» Given records:
//! Per-call context shared by every transport front end.
//!
//! A [`Context`] carries the inbound message (method or transport tag,
//! path or topic, headers, body, remote source), the mutable outbound
//! [`Response`], the parameters captured by the router and a small bag of
//! user values that middleware and handlers use to pass data to each other.

use std::{any::Any, collections::HashMap, fmt, sync::Arc};

use bytes::Bytes;
use http::{HeaderMap, HeaderName, HeaderValue};
use tracing::warn;

/// Route parameters captured from dynamic `{name}` segments.
pub type Params = HashMap<String, String>;

/// An inbound unit of work, adapted from an HTTP request, a consumer record
/// or a queue delivery.
#[derive(Debug, Clone, Default)]
pub struct Request {
    /// HTTP method, or a transport tag such as `KAFKA` for consumers.
    pub method: String,
    /// Request path or topic / queue name.
    pub path: String,
    pub headers: HeaderMap,
    pub body: Bytes,
    /// Remote source identifier (client address, broker, ...).
    pub remote_addr: Option<String>,
}

impl Request {
    pub fn new(method: impl Into<String>, path: impl Into<String>) -> Self {
        Self {
            method: method.into(),
            path: path.into(),
            ..Self::default()
        }
    }

    /// Adds a header. Names or values that are not valid header text are
    /// skipped.
    #[must_use]
    pub fn with_header(mut self, name: &str, value: &str) -> Self {
        insert_header(&mut self.headers, name, value);
        self
    }

    #[must_use]
    pub fn with_body(mut self, body: impl Into<Bytes>) -> Self {
        self.body = body.into();
        self
    }

    #[must_use]
    pub fn with_remote_addr(mut self, addr: impl Into<String>) -> Self {
        self.remote_addr = Some(addr.into());
        self
    }

    /// Case-insensitive header lookup.
    pub fn header(&self, name: &str) -> Option<&str> {
        self.headers.get(name).and_then(|value| value.to_str().ok())
    }
}

/// The mutable outbound side of a call.
#[derive(Debug, Clone)]
pub struct Response {
    status: u16,
    headers: HeaderMap,
    body: Bytes,
}

impl Default for Response {
    fn default() -> Self {
        Self {
            status: 200,
            headers: HeaderMap::new(),
            body: Bytes::new(),
        }
    }
}

impl Response {
    pub fn status(&self) -> u16 {
        self.status
    }

    pub fn set_status(&mut self, status: u16) {
        self.status = status;
    }

    pub fn body(&self) -> &Bytes {
        &self.body
    }

    pub fn set_body(&mut self, body: impl Into<Bytes>) {
        self.body = body.into();
    }

    pub fn body_string(&self) -> Option<String> {
        String::from_utf8(self.body.to_vec()).ok()
    }

    pub fn headers(&self) -> &HeaderMap {
        &self.headers
    }

    pub fn headers_mut(&mut self) -> &mut HeaderMap {
        &mut self.headers
    }

    pub fn set_header(&mut self, name: HeaderName, value: HeaderValue) {
        self.headers.insert(name, value);
    }

    /// Sets a header from plain strings, returning false when either part is
    /// not valid header text.
    pub fn set_header_str(&mut self, name: &str, value: &str) -> bool {
        insert_header(&mut self.headers, name, value)
    }

    pub fn header(&self, name: &str) -> Option<&str> {
        self.headers.get(name).and_then(|value| value.to_str().ok())
    }

    pub fn into_parts(self) -> (u16, HeaderMap, Bytes) {
        (self.status, self.headers, self.body)
    }

    /// Resets the response to a fresh 200 with no headers and no body.
    pub fn clear(&mut self) {
        *self = Self::default();
    }
}

/// Per-call state handed through the middleware chain to the handler.
///
/// Cloning is cheap: the request is shared and user values are reference
/// counted. Middleware that may abandon a call (timeout, restore) keep a
/// clone to answer from.
#[derive(Clone)]
pub struct Context {
    request: Arc<Request>,
    response: Response,
    params: Params,
    values: HashMap<String, Arc<dyn Any + Send + Sync>>,
}

impl Context {
    pub fn new(request: Request) -> Self {
        Self {
            request: Arc::new(request),
            response: Response::default(),
            params: Params::new(),
            values: HashMap::new(),
        }
    }

    pub fn request(&self) -> &Request {
        &self.request
    }

    pub fn response(&self) -> &Response {
        &self.response
    }

    pub fn response_mut(&mut self) -> &mut Response {
        &mut self.response
    }

    pub fn into_response(self) -> Response {
        self.response
    }

    pub fn params(&self) -> &Params {
        &self.params
    }

    /// Value bound to a dynamic segment of the matched route.
    pub fn param(&self, name: &str) -> Option<&str> {
        self.params.get(name).map(String::as_str)
    }

    pub fn set_params(&mut self, params: Params) {
        self.params = params;
    }

    pub fn set<T: Any + Send + Sync>(&mut self, key: impl Into<String>, value: T) {
        self.values.insert(key.into(), Arc::new(value));
    }

    /// Typed lookup in the user value bag. `None` when the key is absent or
    /// holds a value of another type.
    pub fn get<T: Any>(&self, key: &str) -> Option<&T> {
        self.values.get(key)?.downcast_ref::<T>()
    }

    pub fn contains(&self, key: &str) -> bool {
        self.values.contains_key(key)
    }
}

impl fmt::Debug for Context {
    fn fmt(&self, f: &mut fmt::Formatter<'_>) -> fmt::Result {
        f.debug_struct("Context")
            .field("request", &self.request)
            .field("response", &self.response)
            .field("params", &self.params)
            .field("values", &self.values.keys().collect::<Vec<_>>())
            .finish()
    }
}

fn insert_header(headers: &mut HeaderMap, name: &str, value: &str) -> bool {
    match (
        HeaderName::try_from(name),
        HeaderValue::from_str(value),
    ) {
        (Ok(name), Ok(value)) => {
            headers.insert(name, value);
            true
        }
        _ => {
            warn!(header = %name, "Skipping invalid header");
            false
        }
    }
}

» Work order:
Write out the data above once more, exactly as it stands.

» Response:
//! Per-call context shared by every transport front end.
//!
//! A [`Context`] carries the inbound message (method or transport tag,
//! path or topic, headers, body, remote source), the mutable outbound
//! [`Response`], the parameters captured by the router and a small bag of
//! user values that middleware and handlers use to pass data to each other.

use std::{any::Any, collections::HashMap, fmt, sync::Arc};

use bytes::Bytes;
use http::{HeaderMap, HeaderName, HeaderValue};
use tracing::warn;

/// Route parameters captured from dynamic `{name}` segments.
pub type Params = HashMap<String, String>;

/// An inbound unit of work, adapted from an HTTP request, a consumer record
/// or a queue delivery.
#[derive(Debug, Clone, Default)]
pub struct Request {
    /// HTTP method, or a transport tag such as `KAFKA` for consumers.
    pub method: String,
    /// Request path or topic / queue name.
    pub path: String,
    pub headers: HeaderMap,
    pub body: Bytes,
    /// Remote source identifier (client address, broker, ...).
    pub remote_addr: Option<String>,
}

impl Request {
    pub fn new(method: impl Into<String>, path: impl Into<String>) -> Self {
        Self {
            method: method.into(),
            path: path.into(),
            ..Self::default()
        }
    }

    /// Adds a header. Names or values that are not valid header text are
    /// skipped.
    #[must_use]
    pub fn with_header(mut self, name: &str, value: &str) -> Self {
        insert_header(&mut self.headers, name, value);
        self
    }

    #[must_use]
    pub fn with_body(mut self, body: impl Into<Bytes>) -> Self {
        self.body = body.into();
        self
    }

    #[must_use]
    pub fn with_remote_addr(mut self, addr: impl Into<String>) -> Self {
        self.remote_addr = Some(addr.into());
        self
    }

    /// Case-insensitive header lookup.
    pub fn header(&self, name: &str) -> Option<&str> {
        self.headers.get(name).and_then(|value| value.to_str().ok())
    }
}

/// The mutable outbound side of a call.
#[derive(Debug, Clone)]
pub struct Response {
    status: u16,
    headers: HeaderMap,
    body: Bytes,
}

impl Default for Response {
    fn default() -> Self {
        Self {
            status: 200,
            headers: HeaderMap::new(),
            body: Bytes::new(),
        }
    }
}

impl Response {
    pub fn status(&self) -> u16 {
        self.status
    }

    pub fn set_status(&mut self, status: u16) {
        self.status = status;
    }

    pub fn body(&self) -> &Bytes {
        &self.body
    }

    pub fn set_body(&mut self, body: impl Into<Bytes>) {
        self.body = body.into();
    }

    pub fn body_string(&self) -> Option<String> {
        String::from_utf8(self.body.to_vec()).ok()
    }

    pub fn headers(&self) -> &HeaderMap {
        &self.headers
    }

    pub fn headers_mut(&mut self) -> &mut HeaderMap {
        &mut self.headers
    }

    pub fn set_header(&mut self, name: HeaderName, value: HeaderValue) {
        self.headers.insert(name, value);
    }

    /// Sets a header from plain strings, returning false when either part is
    /// not valid header text.
    pub fn set_header_str(&mut self, name: &str, value: &str) -> bool {
        insert_header(&mut self.headers, name, value)
    }

    pub fn header(&self, name: &str) -> Option<&str> {
        self.headers.get(name).and_then(|value| value.to_str().ok())
    }

    pub fn into_parts(self) -> (u16, HeaderMap, Bytes) {
        (self.status, self.headers, self.body)
    }

    /// Resets the response to a fresh 200 with no headers and no body.
    pub fn clear(&mut self) {
        *self = Self::default();
    }
}

/// Per-call state handed through the middleware chain to the handler.
///
/// Cloning is cheap: the request is shared and user values are reference
/// counted. Middleware that may abandon a call (timeout, restore) keep a
/// clone to answer from.
#[derive(Clone)]
pub struct Context {
    request: Arc<Request>,
    response: Response,
    params: Params,
    values: HashMap<String, Arc<dyn Any + Send + Sync>>,
}

impl Context {
    pub fn new(request: Request) -> Self {
        Self {
            request: Arc::new(request),
            response: Response::default(),
            params: Params::new(),
            values: HashMap::new(),
        }
    }

    pub fn request(&self) -> &Request {
        &self.request
    }

    pub fn response(&self) -> &Response {
        &self.response
    }

    pub fn response_mut(&mut self) -> &mut Response {
        &mut self.response
    }

    pub fn into_response(self) -> Response {
        self.response
    }

    pub fn params(&self) -> &Params {
        &self.params
    }

    /// Value bound to a dynamic segment of the matched route.
    pub fn param(&self, name: &str) -> Option<&str> {
        self.params.get(name).map(String::as_str)
    }

    pub fn set_params(&mut self, params: Params) {
        self.params = params;
    }

    pub fn set<T: Any + Send + Sync>(&mut self, key: impl Into<String>, value: T) {
        self.values.insert(key.into(), Arc::new(value));
    }

    /// Typed lookup in the user value bag. `None` when the key is absent or
    /// holds a value of another type.
    pub fn get<T: Any>(&self, key: &str) -> Option<&T> {
        self.values.get(key)?.downcast_ref::<T>()
    }

    pub fn contains(&self, key: &str) -> bool {
        self.values.contains_key(key)
    }
}

impl fmt::Debug for Context {
    fn fmt(&self, f: &mut fmt::Formatter<'_>) -> fmt::Result {
        f.debug_struct("Context")
            .field("request", &self.request)
            .field("response", &self.response)
            .field("params", &self.params)
            .field("values", &self.values.keys().collect::<Vec<_>>())
            .finish()
    }
}

fn insert_header(headers: &mut HeaderMap, name: &str, value: &str) -> bool {
    match (
        HeaderName::try_from(name),
        HeaderValue::from_str(value),
    ) {
        (Ok(name), Ok(value)) => {
            headers.insert(name, value);
            true
        }
        _ => {
            warn!(header = %name, "Skipping invalid header");
            false
        }
    }
}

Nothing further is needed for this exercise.